**To do**
Only the lines below starting at the one containing "let directive = directive.trim();" and ending at the one containing "impl FromIterator<SqlFeature> for" belong in the answer, each copied exactly.

____

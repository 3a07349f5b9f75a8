//! Parser configuration: grammar feature flags and limits.
//!
//! A configuration can be built in code, read from JSON, or adjusted with
//! `.features` files where every line names one feature:
//!
//! ```text
//! # a leading + enables
//! +INFIX_MOD
//! # a leading - disables
//! -DOLLAR_PARAMETERS
//! # a bare name enables
//! DIV_OPERATOR
//! ```

use std::collections::BTreeSet;
use std::fmt;
use std::str::FromStr;

use serde::{Deserialize, Serialize};

use crate::error::{Result, SqlError};

/// An optional grammar production class.
///
/// Enabling a feature only makes more productions reachable; it never
/// changes the shape of the nodes those productions build.
#[derive(Debug, Clone, Copy, PartialEq, Eq, PartialOrd, Ord, Hash, Serialize, Deserialize)]
#[serde(rename_all = "SCREAMING_SNAKE_CASE")]
pub enum SqlFeature {
    /// `$1`, `$2`, ... placeholders.
    DollarParameters,
    /// Function application inside CREATE INDEX column lists.
    IndexFunctions,
    /// The `%` remainder operator.
    InfixMod,
    /// The `&`, `|`, `^`, `<<`, `>>` and `~` operators.
    InfixBitOperators,
    /// The `DIV` integer division operator.
    DivOperator,
}

impl SqlFeature {
    /// Every feature, in declaration order.
    pub const ALL: [Self; 5] = [
        Self::DollarParameters,
        Self::IndexFunctions,
        Self::InfixMod,
        Self::InfixBitOperators,
        Self::DivOperator,
    ];

    /// Returns the configuration name of the feature.
    #[must_use]
    pub const fn name(&self) -> &'static str {
        match self {
            Self::DollarParameters => "DOLLAR_PARAMETERS",
            Self::IndexFunctions => "INDEX_FUNCTIONS",
            Self::InfixMod => "INFIX_MOD",
            Self::InfixBitOperators => "INFIX_BIT_OPERATORS",
            Self::DivOperator => "DIV_OPERATOR",
        }
    }
}

impl fmt::Display for SqlFeature {
    fn fmt(&self, f: &mut fmt::Formatter<'_>) -> fmt::Result {
        f.write_str(self.name())
    }
}

impl FromStr for SqlFeature {
    type Err = SqlError;

    fn from_str(s: &str) -> Result<Self> {
        let wanted = s.trim().to_ascii_uppercase();
        Self::ALL
            .into_iter()
            .find(|feature| feature.name() == wanted)
            .ok_or_else(|| SqlError::Config(format!("unknown feature '{}'", s.trim())))
    }
}

/// A set of enabled grammar features.
#[derive(Debug, Clone, PartialEq, Eq, Serialize, Deserialize)]
#[serde(transparent)]
pub struct Features(BTreeSet<SqlFeature>);

impl Default for Features {
    fn default() -> Self {
        Self::none()
            .with(SqlFeature::DollarParameters)
            .with(SqlFeature::IndexFunctions)
    }
}

impl Features {
    /// An empty feature set: only the core grammar is reachable.
    #[must_use]
    pub const fn none() -> Self {
        Self(BTreeSet::new())
    }

    /// Every feature enabled.
    #[must_use]
    pub fn all() -> Self {
        Self(SqlFeature::ALL.into_iter().collect())
    }

    /// Returns this set with `feature` enabled.
    #[must_use]
    pub fn with(mut self, feature: SqlFeature) -> Self {
        self.enable(feature);
        self
    }

    /// Returns this set with `feature` disabled.
    #[must_use]
    pub fn without(mut self, feature: SqlFeature) -> Self {
        self.disable(feature);
        self
    }

    /// Enables a feature.
    pub fn enable(&mut self, feature: SqlFeature) {
        self.0.insert(feature);
    }

    /// Disables a feature.
    pub fn disable(&mut self, feature: SqlFeature) {
        self.0.remove(&feature);
    }

    /// Returns true if `feature` is enabled.
    #[must_use]
    pub fn contains(&self, feature: SqlFeature) -> bool {
        self.0.contains(&feature)
    }

    /// Iterates over the enabled features in a stable order.
    pub fn iter(&self) -> impl Iterator<Item = SqlFeature> + '_ {
        self.0.iter().copied()
    }

    /// Applies one `+NAME`, `-NAME` or `NAME` directive.
    ///
    /// # Errors
    ///
    /// Returns `SqlError::Config` for an unknown feature name.
    pub fn apply(&mut self, directive: &str) -> Result<()> {
        let directive = directive.trim();
        if let Some(name) = directive.strip_prefix('-') {
            self.disable(name.parse()?);
        } else {
            self.enable(directive.strip_prefix('+').unwrap_or(directive).parse()?);
        }
        Ok(())
    }

    /// Applies every directive in a `.features` text. Blank lines and
    /// lines starting with `#` are ignored.
    ///
    /// # Errors
    ///
    /// Returns `SqlError::Config` for an unknown feature name.
    pub fn apply_lines(&mut self, text: &str) -> Result<()> {
        text.lines()
            .map(str::trim)
            .filter(|line| !line.is_empty() && !line.starts_with('#'))
            .try_for_each(|line| self.apply(line))
    }
}

impl FromIterator<SqlFeature> for Features {
    fn from_iter<I: IntoIterator<Item = SqlFeature>>(iter: I) -> Self {
        Self(iter.into_iter().collect())
    }
}

/// Default limit on identifier length, in characters.
pub const DEFAULT_MAX_IDENTIFIER_LENGTH: usize = 128;

/// Default limit on how deeply expressions, queries and joins may nest.
pub const DEFAULT_MAX_NESTING_DEPTH: usize = 32;

/// Parser configuration.
#[derive(Debug, Clone, PartialEq, Eq, Serialize, Deserialize)]
#[serde(default, deny_unknown_fields)]
pub struct ParserConfig {
    /// Enabled grammar features.
    pub features: Features,
    /// Longest identifier accepted, in characters.
    pub max_identifier_length: usize,
    /// Deepest nesting of expressions, queries and parenthesized joins.
    pub max_nesting_depth: usize,
}

impl Default for ParserConfig {
    fn default() -> Self {
        Self {
            features: Features::default(),
            max_identifier_length: DEFAULT_MAX_IDENTIFIER_LENGTH,
            max_nesting_depth: DEFAULT_MAX_NESTING_DEPTH,
        }
    }
}

impl ParserConfig {
    /// Creates a configuration with the given features and default limits.
    #[must_use]
    pub fn with_features(features: Features) -> Self {
        Self {
            features,
            ..Self::default()
        }
    }

    /// Reads a configuration from JSON. Missing fields take their defaults.
    ///
    /// # Errors
    ///
    /// Returns `SqlError::Config` if the JSON is malformed.
    pub fn from_json(text: &str) -> Result<Self> {
        serde_json::from_str(text).map_err(|e| SqlError::Config(e.to_string()))
    }
}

____

**Answer to this task**
        let directive = directive.trim();
        if let Some(name) = directive.strip_prefix('-') {
            self.disable(name.parse()?);
        } else {
            self.enable(directive.strip_prefix('+').unwrap_or(directive).parse()?);
        }
        Ok(())
    }

    /// Applies every directive in a `.features` text. Blank lines and
    /// lines starting with `#` are ignored.
    ///
    /// # Errors
    ///
    /// Returns `SqlError::Config` for an unknown feature name.
    pub fn apply_lines(&mut self, text: &str) -> Result<()> {
        text.lines()
            .map(str::trim)
            .filter(|line| !line.is_empty() && !line.starts_with('#'))
            .try_for_each(|line| self.apply(line))
    }
}

impl FromIterator<SqlFeature> for Features {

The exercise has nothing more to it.